Now that I've outlined my concerns, I'm going to put the tag back up. --Groggy Dice T | C 16:33, 24 June 2007 (UTC)
US Counterinsurgency and rational choice
[edit]This issue is revisited in a recent book called Empire's Workshop by Greg Grandin. It is clear that such manuals were not unique to the Nicaraguan conflict but existed in other contexts. Grandin mentions the US Army 1966 "Handbook of Counterinsurgency Guidelines" which summarized a war game set in Central America (p. 99). Also, the main emphasis of the article is correct. "Psychological Operations" was a manual produced as part of paramilitary operations sponsored by the USA designed to defeat the Sandinista revolution in Nicaragua. As part of this operation civilians, farmers, medical workers, and teachers were killed.

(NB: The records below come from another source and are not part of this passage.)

use chrono::{Duration as ChronoDuration, TimeZone, Timelike, Utc};
use proptest::prelude::*;
use std::time::Duration;

use longlapse::core::calculate_frame_count;
use longlapse::geo::solar::determine_timezone_from_coordinates;
use longlapse::geo::{AwakeIntervalMode, ObserverLocation, SunClock};
use longlapse::time::delay_to_next_boundary;

/// Cadences that divide a day evenly, the ones people actually configure
fn cadence_strategy() -> impl Strategy<Value = u64> {
    prop::sample::select(vec![1u64, 5, 10, 15, 30, 60, 120, 300, 600, 900, 1800, 3600])
}

/// Latitudes where the sun rises and sets every day of the year
fn temperate_latitude_strategy() -> impl Strategy<Value = f64> {
    -55.0..=55.0
}

#[cfg(test)]
mod frame_count_tests {
    use super::*;

    proptest! {
        #[test]
        fn frame_count_is_floor_of_magnitude_over_cadence(
            awake_secs in -86_400i64..=86_400,
            cadence in 1u64..=3600,
        ) {
            let count = calculate_frame_count(
                ChronoDuration::seconds(awake_secs),
                Duration::from_secs(cadence),
            );
            prop_assert_eq!(u64::from(count), awake_secs.unsigned_abs() / cadence);
        }

        #[test]
        fn frame_count_ignores_sign(awake_secs in 0i64..=86_400, cadence in 1u64..=3600) {
            let cadence = Duration::from_secs(cadence);
            prop_assert_eq!(
                calculate_frame_count(ChronoDuration::seconds(awake_secs), cadence),
                calculate_frame_count(ChronoDuration::seconds(-awake_secs), cadence)
            );
        }
    }
}

#[cfg(test)]
mod boundary_tests {
    use super::*;

    proptest! {
        #[test]
        fn delay_is_positive_and_at_most_one_cadence(
            second_of_day in 0u32..86_400,
            millis in 0u32..1000,
            cadence in cadence_strategy(),
        ) {
            let now = Utc.with_ymd_and_hms(2024, 6, 1, 0, 0, 0).unwrap()
                + ChronoDuration::seconds(i64::from(second_of_day))
                + ChronoDuration::milliseconds(i64::from(millis));
            let delay = delay_to_next_boundary(&now, Duration::from_secs(cadence));

            prop_assert!(delay > Duration::ZERO);
            prop_assert!(delay <= Duration::from_secs(cadence));
        }

        #[test]
        fn delay_lands_on_a_grid_line(
            second_of_day in 0u32..86_400,
            cadence in cadence_strategy(),
        ) {
            let now = Utc.with_ymd_and_hms(2024, 6, 1, 0, 0, 0).unwrap()
                + ChronoDuration::seconds(i64::from(second_of_day));
            let delay = delay_to_next_boundary(&now, Duration::from_secs(cadence));
            let next = now + ChronoDuration::from_std(delay).unwrap();

            prop_assert_eq!(u64::from(next.num_seconds_from_midnight()) % cadence, 0);
            prop_assert_eq!(next.nanosecond(), 0);
        }

        #[test]
        fn exact_boundary_waits_a_full_period(
            slot in 0u32..24,
            cadence in cadence_strategy(),
        ) {
            let now = Utc.with_ymd_and_hms(2024, 6, 1, slot, 0, 0).unwrap();
            prop_assert_eq!(
                delay_to_next_boundary(&now, Duration::from_secs(cadence)),
                Duration::from_secs(cadence)
            );
        }
    }
}

#[cfg(test)]
mod schedule_tests {
    use super::*;

    proptest! {
        #![proptest_config(ProptestConfig::with_cases(64))]

        #[test]
        fn daylight_schedule_is_ordered_and_positive(
            latitude in temperate_latitude_strategy(),
            longitude in -180.0f64..=180.0,
            day_of_year in 0i64..365,
            hour in 0i64..24,
        ) {
            let location = ObserverLocation::new(latitude, longitude).unwrap();
            let timezone = determine_timezone_from_coordinates(latitude, longitude);
            let sun = SunClock::new(location, timezone, AwakeIntervalMode::Daylight);
            let now = Utc.with_ymd_and_hms(2024, 1, 1, 0, 0, 0).unwrap()
                + ChronoDuration::days(day_of_year)
                + ChronoDuration::hours(hour);

            let schedule = sun.compute_schedule(now).unwrap();

            prop_assert!(schedule.next_sunrise.with_timezone(&Utc) > now);
            prop_assert!(schedule.next_sunset.with_timezone(&Utc) > now);
            prop_assert!(schedule.awake_interval > ChronoDuration::zero());
            prop_assert!(schedule.awake_interval < ChronoDuration::hours(24));
            prop_assert!(schedule.sleep_interval <= Duration::from_secs(26 * 3600));
        }

        #[test]
        fn legacy_interval_never_exceeds_a_day(
            latitude in temperate_latitude_strategy(),
            day_of_year in 0i64..365,
        ) {
            let location = ObserverLocation::new(latitude, 0.0).unwrap();
            let sun = SunClock::new(location, chrono_tz::UTC, AwakeIntervalMode::Legacy);
            let now = Utc.with_ymd_and_hms(2024, 1, 1, 12, 0, 0).unwrap()
                + ChronoDuration::days(day_of_year);

            let schedule = sun.compute_schedule(now).unwrap();

            prop_assert!(schedule.awake_interval.num_hours().abs() < 24);
        }
    }
}
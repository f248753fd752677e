//! `rpicam-still` camera backend.
//!
//! The capture program is started once per batch in signal mode
//! (`--signal --timeout 0`) so the sensor stays configured and exposure stays
//! settled between frames. Each SIGUSR1 writes the next numbered frame into a
//! hidden staging directory, from where it is moved to its final name.
//! SIGUSR2 stops the program.

use anyhow::{Context, Result};
use nix::sys::signal::{self, Signal};
use nix::unistd::Pid;
use std::fs;
use std::path::{Path, PathBuf};
use std::process::{Child, Command, Stdio};
use std::time::{Duration, Instant};

use super::{CameraBackend, CameraDevice, CameraSettings};
use crate::common::constants::*;
use crate::common::utils::private_path;
use crate::io::fs::{ensure_dir, list_visible_files};

/// Opens `rpicam-still` (or a compatible program such as `libcamera-still`).
pub struct RpicamBackend {
    command: String,
    staging_dir: PathBuf,
}

impl RpicamBackend {
    pub fn new(command: impl Into<String>, staging_dir: PathBuf) -> Self {
        Self {
            command: command.into(),
            staging_dir,
        }
    }
}

impl CameraBackend for RpicamBackend {
    fn name(&self) -> &'static str {
        "rpicam-still"
    }

    fn open(&self, settings: &CameraSettings) -> Result<Box<dyn CameraDevice>> {
        ensure_dir(&self.staging_dir)?;
        // Frames left over from an interrupted run would shift the numbering
        for stale in list_visible_files(&self.staging_dir)? {
            let _ = fs::remove_file(stale);
        }

        let args = build_args(settings, &self.staging_dir);
        let mut child = Command::new(&self.command)
            .args(&args)
            .stdin(Stdio::null())
            .stdout(Stdio::null())
            .stderr(Stdio::null())
            .spawn()
            .with_context(|| format!("Failed to start {}", self.command))?;

        std::thread::sleep(settings.warmup);

        if let Some(status) = child.try_wait()? {
            anyhow::bail!("{} exited during warm-up ({status})", self.command);
        }

        Ok(Box::new(RpicamStill {
            child: Some(child),
            staging_dir: self.staging_dir.clone(),
            extension: settings.extension.clone(),
            next_index: 0,
        }))
    }
}

/// Command-line arguments for a signal-triggered session.
pub fn build_args(settings: &CameraSettings, staging_dir: &Path) -> Vec<String> {
    let mut args: Vec<String> = vec![
        "--nopreview".into(),
        "--timeout".into(),
        "0".into(),
        "--signal".into(),
        "--framestart".into(),
        "0".into(),
        "--width".into(),
        settings.width.to_string(),
        "--height".into(),
        settings.height.to_string(),
        "--framerate".into(),
        settings.framerate.to_string(),
    ];

    if settings.hflip {
        args.push("--hflip".into());
    }
    if settings.vflip {
        args.push("--vflip".into());
    }

    args.push("--metering".into());
    args.push(settings.metering.as_str().into());

    // ISO 100 corresponds to unity analogue gain
    args.push("--gain".into());
    args.push(format!("{}", f64::from(settings.iso) / 100.0));

    match settings.awb_gains {
        Some((red, blue)) => {
            args.push("--awbgains".into());
            args.push(format!("{red},{blue}"));
        }
        None => {
            args.push("--awb".into());
            args.push(settings.awb.as_str().into());
        }
    }

    args.push("--encoding".into());
    args.push(settings.extension.clone());
    args.push("--output".into());
    args.push(
        staging_dir
            .join(format!("frame%05d.{}", settings.extension))
            .display()
            .to_string(),
    );

    args
}

/// A running `rpicam-still --signal` process.
pub struct RpicamStill {
    child: Option<Child>,
    staging_dir: PathBuf,
    extension: String,
    next_index: u32,
}

impl RpicamStill {
    fn pid(&self) -> Result<Pid> {
        let child = self.child.as_ref().context("Camera process already stopped")?;
        let raw = i32::try_from(child.id()).context("Camera PID out of range")?;
        Ok(Pid::from_raw(raw))
    }

    fn staged_path(&self, index: u32) -> PathBuf {
        self.staging_dir
            .join(format!("frame{index:05}.{}", self.extension))
    }

    /// Wait for `path` to appear with a size that stopped changing.
    fn wait_for_frame(&mut self, path: &Path) -> Result<()> {
        let deadline = Instant::now() + Duration::from_millis(FRAME_ARRIVAL_TIMEOUT_MS);
        let mut last_size = None;

        while Instant::now() < deadline {
            if let Some(child) = self.child.as_mut()
                && let Some(status) = child.try_wait()?
            {
                anyhow::bail!("camera process exited unexpectedly ({status})");
            }

            if let Ok(meta) = fs::metadata(path) {
                let size = meta.len();
                if size > 0 && last_size == Some(size) {
                    return Ok(());
                }
                last_size = Some(size);
            }

            std::thread::sleep(Duration::from_millis(FRAME_ARRIVAL_POLL_MS));
        }

        anyhow::bail!(
            "no frame written to {} within {}s",
            private_path(path),
            FRAME_ARRIVAL_TIMEOUT_MS / 1000
        )
    }
}

impl CameraDevice for RpicamStill {
    fn capture(&mut self, destination: &Path) -> Result<()> {
        let staged = self.staged_path(self.next_index);

        signal::kill(self.pid()?, Signal::SIGUSR1).context("Failed to trigger capture")?;
        self.wait_for_frame(&staged)?;
        self.next_index += 1;

        move_file(&staged, destination)
    }

    fn release(&mut self) -> Result<()> {
        let Some(mut child) = self.child.take() else {
            return Ok(());
        };

        if child.try_wait()?.is_some() {
            return Ok(());
        }

        if let Ok(raw) = i32::try_from(child.id()) {
            let _ = signal::kill(Pid::from_raw(raw), Signal::SIGUSR2);
        }

        let deadline = Instant::now() + Duration::from_millis(CAMERA_SHUTDOWN_TIMEOUT_MS);
        while Instant::now() < deadline {
            if child.try_wait()?.is_some() {
                return Ok(());
            }
            std::thread::sleep(Duration::from_millis(CHILD_POLL_INTERVAL_MS));
        }

        log_warning!("Camera process did not exit after SIGUSR2, killing it");
        child.kill().context("Failed to kill camera process")?;
        child.wait().context("Failed to reap camera process")?;
        Ok(())
    }
}

/// Rename, falling back to copy and delete across filesystems.
fn move_file(from: &Path, to: &Path) -> Result<()> {
    if fs::rename(from, to).is_ok() {
        return Ok(());
    }

    fs::copy(from, to).with_context(|| {
        format!(
            "Failed to move frame {} to {}",
            private_path(from),
            private_path(to)
        )
    })?;
    fs::remove_file(from)
        .with_context(|| format!("Failed to remove staged frame {}", private_path(from)))
}

#[cfg(test)]
mod tests {
    use super::*;
    use crate::camera::{MeteringMode, WhiteBalanceMode};

    fn arg_after<'a>(args: &'a [String], flag: &str) -> Option<&'a str> {
        args.iter()
            .position(|a| a == flag)
            .and_then(|i| args.get(i + 1))
            .map(String::as_str)
    }

    #[test]
    fn test_default_args() {
        let args = build_args(&CameraSettings::default(), Path::new("/srv/lapse/.staging"));

        assert_eq!(arg_after(&args, "--width"), Some("2592"));
        assert_eq!(arg_after(&args, "--height"), Some("1944"));
        assert_eq!(arg_after(&args, "--timeout"), Some("0"));
        assert_eq!(arg_after(&args, "--gain"), Some("1"));
        assert_eq!(arg_after(&args, "--metering"), Some("centre"));
        assert_eq!(arg_after(&args, "--awb"), Some("auto"));
        assert_eq!(
            arg_after(&args, "--output"),
            Some("/srv/lapse/.staging/frame%05d.jpg")
        );
        assert!(args.contains(&"--signal".to_string()));
        assert!(args.contains(&"--hflip".to_string()));
        assert!(args.contains(&"--vflip".to_string()));
    }

    #[test]
    fn test_custom_settings_args() {
        let settings = CameraSettings {
            hflip: false,
            vflip: false,
            metering: MeteringMode::Spot,
            iso: 400,
            awb: WhiteBalanceMode::Daylight,
            awb_gains: Some((1.5, 1.25)),
            extension: "png".into(),
            ..CameraSettings::default()
        };
        let args = build_args(&settings, Path::new("/tmp/stage"));

        assert!(!args.contains(&"--hflip".to_string()));
        assert_eq!(arg_after(&args, "--gain"), Some("4"));
        assert_eq!(arg_after(&args, "--metering"), Some("spot"));
        assert_eq!(arg_after(&args, "--awbgains"), Some("1.5,1.25"));
        assert_eq!(arg_after(&args, "--awb"), None);
        assert_eq!(arg_after(&args, "--encoding"), Some("png"));
    }

    #[test]
    fn test_move_file_replaces_staged_frame() {
        let dir = tempfile::tempdir().unwrap();
        let staged = dir.path().join("frame00000.jpg");
        let dest = dir.path().join("2024-06-01_05-00_frame001.jpg");
        fs::write(&staged, b"jpeg").unwrap();

        move_file(&staged, &dest).unwrap();

        assert!(!staged.exists());
        assert_eq!(fs::read(&dest).unwrap(), b"jpeg");
    }

    #[test]
    fn test_open_fails_for_missing_program() {
        let dir = tempfile::tempdir().unwrap();
        let backend = RpicamBackend::new(
            "/nonexistent/longlapse-camera",
            dir.path().join(STAGING_DIR_NAME),
        );
        let settings = CameraSettings {
            warmup: Duration::ZERO,
            ..CameraSettings::default()
        };

        assert!(backend.open(&settings).is_err());
    }
}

The secondary point that needs to be made is that "Psychological Operations" was written in an attempt to direct violence in its most efficient manner. It was designed to effect a balance of violence to push people into a "rational choice" (this is the term used) of opposition to the Sandinista revolution because the costs in violence and disruption from the US sponsored Contras were too high. In order to achieve this the "correct" level of violence was needed. The manual attempted to correct a situation where indiscriminate violence was being used by Contra paramilitaries. It should be clear that by "rational choice" is meant that people abandon their support for the Sandinista revolution, not because they think it wrong, but because the costs are too high. In other words, the point of "Psychological Operations" was to encourage the correct amount of violence necessary to change the existing political situation. The article does not explain all of this detail, but in my opinion its balance is fair, the basic information is correct, and the tag should be removed. 12 Aug 2007.
POV and historical context
[edit]some of the 'concerns' are comedic but why not put in where the Carter administration withdrew aid to the contras over these demonstrated human rights concerns and that Reagan was very upset about this... one could say livid even.